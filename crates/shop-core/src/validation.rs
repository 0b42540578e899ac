//! # Validation Module
//!
//! Input validation for catalog records.
//!
//! ## Validation Strategy
//! ```text
//! ┌─────────────────────────────────────────────────────────────────────────┐
//! │                      Validation Layers                                  │
//! │                                                                         │
//! │  Layer 1: Loader (external)                                            │
//! │  └── Record shape: all four fields present (serde)                     │
//! │           │                                                             │
//! │           ▼                                                             │
//! │  Layer 2: Catalog load (Store::from_records)                           │
//! │  └── THIS MODULE: non-empty name, integer-convertible price            │
//! │           │                                                             │
//! │           ▼                                                             │
//! │  Layer 3: ShoppingCart                                                 │
//! │  └── Negative price, duplicate item                                    │
//! └─────────────────────────────────────────────────────────────────────────┘
//! ```
//!
//! Search and selection fragments are never validated: any string is a
//! legal query, and one that matches nothing is reported as such.

use crate::error::ValidationError;
use crate::money::Money;

/// Result type for validation operations.
pub type ValidationResult<T> = Result<T, ValidationError>;

// =============================================================================
// Catalog Record Validators
// =============================================================================

/// Validates an item name from a catalog record.
///
/// ## Rules
/// - Must not be empty. Whitespace counts as content.
///
/// ## Example
/// ```rust
/// use shop_core::validation::validate_item_name;
///
/// assert!(validate_item_name("Apple").is_ok());
/// assert!(validate_item_name(" ").is_ok());
/// assert!(validate_item_name("").is_err());
/// ```
pub fn validate_item_name(name: &str) -> ValidationResult<()> {
    if name.is_empty() {
        return Err(ValidationError::Required {
            field: "name".to_string(),
        });
    }

    Ok(())
}

/// Parses a price written as text into [`Money`].
///
/// Surrounding whitespace is ignored. Negative values parse fine; rejecting
/// them is the cart's job.
///
/// ## Example
/// ```rust
/// use shop_core::validation::parse_price_text;
///
/// assert_eq!(parse_price_text("20").unwrap().amount(), 20);
/// assert!(parse_price_text("20.5").is_err());
/// ```
pub fn parse_price_text(text: &str) -> ValidationResult<Money> {
    text.trim()
        .parse::<i64>()
        .map(Money::new)
        .map_err(|_| ValidationError::InvalidFormat {
            field: "price".to_string(),
            reason: format!("'{}' is not an integer", text),
        })
}

/// Converts a price written as a floating-point number into [`Money`].
///
/// ## Rules
/// - Must be finite and have no fractional part (`10.0` is fine, `10.5`
///   is not)
/// - Must fit in i64
pub fn parse_price_float(value: f64) -> ValidationResult<Money> {
    // i64::MAX as f64 rounds up to 2^63, hence the strict upper bound.
    let in_range = value >= i64::MIN as f64 && value < i64::MAX as f64;

    if !value.is_finite() || value.fract() != 0.0 || !in_range {
        return Err(ValidationError::InvalidFormat {
            field: "price".to_string(),
            reason: format!("{} is not a whole number", value),
        });
    }

    Ok(Money::new(value as i64))
}

// =============================================================================
// Unit Tests
// =============================================================================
-*-*-
WHAT THE TASK ASKS:
Please return the lines above that run from the line containing "pub type ValidationResult<T>" to the line containing "if !value.is_finite() ||", inclusive, exactly and with no other lines.

SOLUTION:
pub type ValidationResult<T> = Result<T, ValidationError>;

// =============================================================================
// Catalog Record Validators
// =============================================================================

/// Validates an item name from a catalog record.
///
/// ## Rules
/// - Must not be empty. Whitespace counts as content.
///
/// ## Example
/// ```rust
/// use shop_core::validation::validate_item_name;
///
/// assert!(validate_item_name("Apple").is_ok());
/// assert!(validate_item_name(" ").is_ok());
/// assert!(validate_item_name("").is_err());
/// ```
pub fn validate_item_name(name: &str) -> ValidationResult<()> {
    if name.is_empty() {
        return Err(ValidationError::Required {
            field: "name".to_string(),
        });
    }

    Ok(())
}

/// Parses a price written as text into [`Money`].
///
/// Surrounding whitespace is ignored. Negative values parse fine; rejecting
/// them is the cart's job.
///
/// ## Example
/// ```rust
/// use shop_core::validation::parse_price_text;
///
/// assert_eq!(parse_price_text("20").unwrap().amount(), 20);
/// assert!(parse_price_text("20.5").is_err());
/// ```
pub fn parse_price_text(text: &str) -> ValidationResult<Money> {
    text.trim()
        .parse::<i64>()
        .map(Money::new)
        .map_err(|_| ValidationError::InvalidFormat {
            field: "price".to_string(),
            reason: format!("'{}' is not an integer", text),
        })
}

/// Converts a price written as a floating-point number into [`Money`].
///
/// ## Rules
/// - Must be finite and have no fractional part (`10.0` is fine, `10.5`
///   is not)
/// - Must fit in i64
pub fn parse_price_float(value: f64) -> ValidationResult<Money> {
    // i64::MAX as f64 rounds up to 2^63, hence the strict upper bound.
    let in_range = value >= i64::MIN as f64 && value < i64::MAX as f64;

    if !value.is_finite() || value.fract() != 0.0 || !in_range {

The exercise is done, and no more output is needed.